> [Requirement]: Find every line in the records that holds the string "fields". Copy each one.

########################################

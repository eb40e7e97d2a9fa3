//! Domain model for draft-task review.
//!
//! The draft domain models AI-proposed tasks awaiting human review: the
//! draft aggregate, its one-way status machine, the partial-edit overlay,
//! and the source channel and confidence scalars, while keeping all
//! infrastructure concerns outside of the domain boundary.

mod draft;
mod error;
mod fields;
mod ids;
mod status;

pub use draft::{DraftTask, NewDraft, PersistedDraftData};
pub use error::{DraftDomainError, ParseDraftStatusError, ParseSourceError};
pub use fields::{Confidence, DraftEdit, DraftFields, Source};
pub use ids::DraftId;
pub use status::DraftStatus;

########################################

> [Task solution]:
mod fields;
pub use fields::{Confidence, DraftEdit, DraftFields, Source};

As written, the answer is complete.